While on the surface the game appears to have a very silly plot and hilarious writing (the scene with Neptune leaving her comrades because she’s stuck on the toilet comes to mind) – there is actually a serious story underneath the cute character designs and silly dialog. Arfoire resents her time in the celestial realm, resents humans, and resents all Histoire and the goddesses stand for. Iffy is conflicted about her duty to the guild and assisting Neptune and Compa with the goddesses. Noire actually wants Neptune as a friend, despite not outright saying so. Blanc greatly respects Neptune’s aptitude for positive energy, although she’d never admit it. Vert, who is easily the most understanding and mature of the four goddesses, believes the four of them would be better off working together.
Before I end my comments on the positive of Neptune, let me add a bit about the DLC characters Gust & Nisa – both are also great characters that I feel add a lot to the plot. I recall with much fondness the two brothers that impeded Nisa in her introductory cutscenes; these are some of the best moments of the game and where I feel Hyperdimension Neptunia stands the strongest.
Now, unfortunately, for the bad – the gameplay. The dungeons are repetitive and uninteresting, but thankfully they are rather short. They’re “randomly generated” but the gameplay focus is almost always on the bosses or combat, so it is of a minimal bother to me. The story had enough driving force to keep me chipping away.
Honestly, the game could be optimized better; it’s plagued with slowdown and draw distance issues, especially in battle. No doubt a result of the game’s budget, the models themselves look great until they move; they’re a bit stiff.
The battle system itself is actually really stylishly laid out, but does have some perfunctory weaknesses; limit breaking will cause you to have to do strange things like skip battle animations so that you can make the most out of the situation. The “combo” system that is present in the game is also needlessly complex and impossible to fully utilize. The animations, while really cool and very stylish, could definitely be seen as time consuming and annoying to many.
The CPU addon parts for the goddesses themselves also seem to be relatively useless – some equipment seems to serve no purpose at all.
The shares system is, unfortunately, one of the game’s biggest downfalls. The more Neptune dies in your game, the more your shares decrease. But hey, this isn’t a problem, right? Wrong. It’s permanent, and you aren’t informed of the consequences of these actions by the game itself. Furthermore, lacking shares will lock you out of the best ending near the end of the game where it becomes necessary to recruit the goddesses.

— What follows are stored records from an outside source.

//! Catalog parts provider.
//!
//! One task owns a bounded cache of catalog listings and answers queries
//! arriving on a channel, one at a time. A listing is the sorted set of blob
//! digests of a catalog joined by newlines.
//!
//! Replies travel on a oneshot channel. Dropping the reply sender without a
//! value tells the caller the catalog is unknown here.

use crate::metrics::{PARTS_CACHE_ENTRIES, PARTS_CACHE_HITS, PARTS_CACHE_MISSES, PARTS_UNKNOWN};
use holopeer_core::set;
use holopeer_holotree::{Holotree, HolotreeError};
use std::collections::HashMap;
use std::sync::Arc;
use std::time::SystemTime;
use tokio::sync::{mpsc, oneshot};
use tokio::task::JoinHandle;
use tracing::{debug, info, trace};

/// One parts query.
#[derive(Debug)]
pub struct PartsQuery {
    pub catalog: String,
    pub reply: oneshot::Sender<Arc<str>>,
}

/// Caller side of the parts provider.
#[derive(Clone, Debug)]
pub struct PartsHandle {
    sender: mpsc::Sender<PartsQuery>,
}

impl PartsHandle {
    pub fn new(sender: mpsc::Sender<PartsQuery>) -> Self {
        Self { sender }
    }

    /// Listing of `catalog`, or `None` when the catalog is unknown or the
    /// provider has stopped.
    pub async fn query(&self, catalog: &str) -> Option<Arc<str>> {
        let (reply, answer) = oneshot::channel();
        let query = PartsQuery {
            catalog: catalog.to_string(),
            reply,
        };
        self.sender.send(query).await.ok()?;
        answer.await.ok()
    }
}

#[derive(Debug)]
struct CachedListing {
    listing: Arc<str>,
    modified: Option<SystemTime>,
}

/// Bounded map of catalog listings.
///
/// Admission order is tracked in a ring of `capacity` slots. Admitting a new
/// catalog evicts whatever catalog last occupied the slot at
/// `cursor % capacity`, so the map never holds more than `capacity` entries.
#[derive(Debug)]
pub struct PartsCache {
    entries: HashMap<String, CachedListing>,
    ring: Vec<Option<String>>,
    cursor: u64,
}

impl PartsCache {
    pub fn new(capacity: usize) -> Self {
        let capacity = capacity.max(1);
        Self {
            entries: HashMap::with_capacity(capacity),
            ring: vec![None; capacity],
            cursor: 0,
        }
    }

    pub fn capacity(&self) -> usize {
        self.ring.len()
    }

    pub fn len(&self) -> usize {
        self.entries.len()
    }

    pub fn is_empty(&self) -> bool {
        self.entries.is_empty()
    }

    pub fn contains(&self, catalog: &str) -> bool {
        self.entries.contains_key(catalog)
    }

    pub fn get(&self, catalog: &str) -> Option<Arc<str>> {
        self.entries.get(catalog).map(|entry| entry.listing.clone())
    }

    fn modified(&self, catalog: &str) -> Option<SystemTime> {
        self.entries.get(catalog).and_then(|entry| entry.modified)
    }

    /// Admit a catalog that is not cached yet, evicting the ring occupant.
    pub fn admit(&mut self, catalog: String, listing: Arc<str>, modified: Option<SystemTime>) {
        if let Some(entry) = self.entries.get_mut(&catalog) {
            *entry = CachedListing { listing, modified };
            return;
        }
        let slot = (self.cursor % self.ring.len() as u64) as usize;
        if let Some(evicted) = self.ring[slot].take() {
            trace!(catalog = %evicted, "parts cache eviction");
            self.entries.remove(&evicted);
        }
        self.ring[slot] = Some(catalog.clone());
        self.entries.insert(catalog, CachedListing { listing, modified });
        self.cursor += 1;
    }
}

/// Sorted digests of `catalog` joined by newlines.
async fn load_listing(holotree: &dyn Holotree, catalog: &str) -> Result<Arc<str>, HolotreeError> {
    let known = holotree.catalogs().await?;
    if !set::member(&known, &catalog.to_string()) {
        return Err(HolotreeError::CatalogNotFound(catalog.to_string()));
    }
    let digests = holotree.load_catalog(catalog).await?.digest_map();
    let keys: Vec<&str> = digests.keys().map(String::as_str).collect();
    Ok(Arc::from(keys.join("\n")))
}

/// Whether the cached listing predates the catalog file on disk.
async fn is_stale(holotree: &dyn Holotree, cache: &PartsCache, catalog: &str) -> bool {
    match holotree.catalog_modified(catalog).await {
        Ok(current) => current.is_none() || current != cache.modified(catalog),
        Err(_) => true,
    }
}

/// Serve parts queries until every sender is gone.
pub async fn run_parts_provider(
    holotree: Arc<dyn Holotree>,
    mut queries: mpsc::Receiver<PartsQuery>,
    mut cache: PartsCache,
    revalidate: bool,
) {
    info!(capacity = cache.capacity(), revalidate, "parts provider started");
    while let Some(PartsQuery { catalog, reply }) = queries.recv().await {
        let mut cached = cache.get(&catalog);
        if cached.is_some() && revalidate && is_stale(holotree.as_ref(), &cache, &catalog).await {
            debug!(catalog = %catalog, "cached listing outdated");
            cached = None;
        }
        if let Some(listing) = cached {
            PARTS_CACHE_HITS.inc();
            trace!(catalog = %catalog, "parts cache hit");
            let _ = reply.send(listing);
            continue;
        }

        PARTS_CACHE_MISSES.inc();
        match load_listing(holotree.as_ref(), &catalog).await {
            Ok(listing) => {
                let modified = holotree.catalog_modified(&catalog).await.ok().flatten();
                cache.admit(catalog.clone(), listing.clone(), modified);
                PARTS_CACHE_ENTRIES.set(cache.len() as i64);
                debug!(catalog = %catalog, cached = cache.len(), "parts listing loaded");
                let _ = reply.send(listing);
            }
            Err(err) => {
                PARTS_UNKNOWN.inc();
                debug!(catalog = %catalog, error = %err, "parts query unanswered");
                drop(reply);
            }
        }
    }
    info!("parts provider stopped");
}

/// Start the parts provider task.
pub fn spawn_parts_provider(
    holotree: Arc<dyn Holotree>,
    queue_capacity: usize,
    cache_capacity: usize,
    revalidate: bool,
) -> (PartsHandle, JoinHandle<()>) {
    let (sender, receiver) = mpsc::channel(queue_capacity.max(1));
    let task = tokio::spawn(run_parts_provider(
        holotree,
        receiver,
        PartsCache::new(cache_capacity),
        revalidate,
    ));
    (PartsHandle::new(sender), task)
}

In game length, I never felt as thought the game outstayed it’s welcome. Other than the particularly egregious, I enjoyed the experience and honestly – I’d play it again. With witty dialogue and memorable characters, I can say it was an enjoyable romp. I may not need to play this version again, however. There’s a remake on the way this summer for the Vita that is supposedly much better and now ties in with the universe of Mk2 and Victory. Looking forward to it!
The bottom line? I’d give the game a solid 7.5. I feel the game was rather unfairly panned given its better aspects and with those aspects in mind, I declare it a resounding, surprising success; it’s rare to have a game exude such personality such as this. I’d much rather play a flawed game with personality and ingenuity than a perfect game with no personality, if that makes any sense at all. No, I’m not trying to be profound, goodness. Should you play it? If you want to kick back, relax, and enjoy some RPG action at your leasure and you’re okay with kawaii-ass anime girls, then yes. Give it a go. But make sure you play the sequels – they’re much better.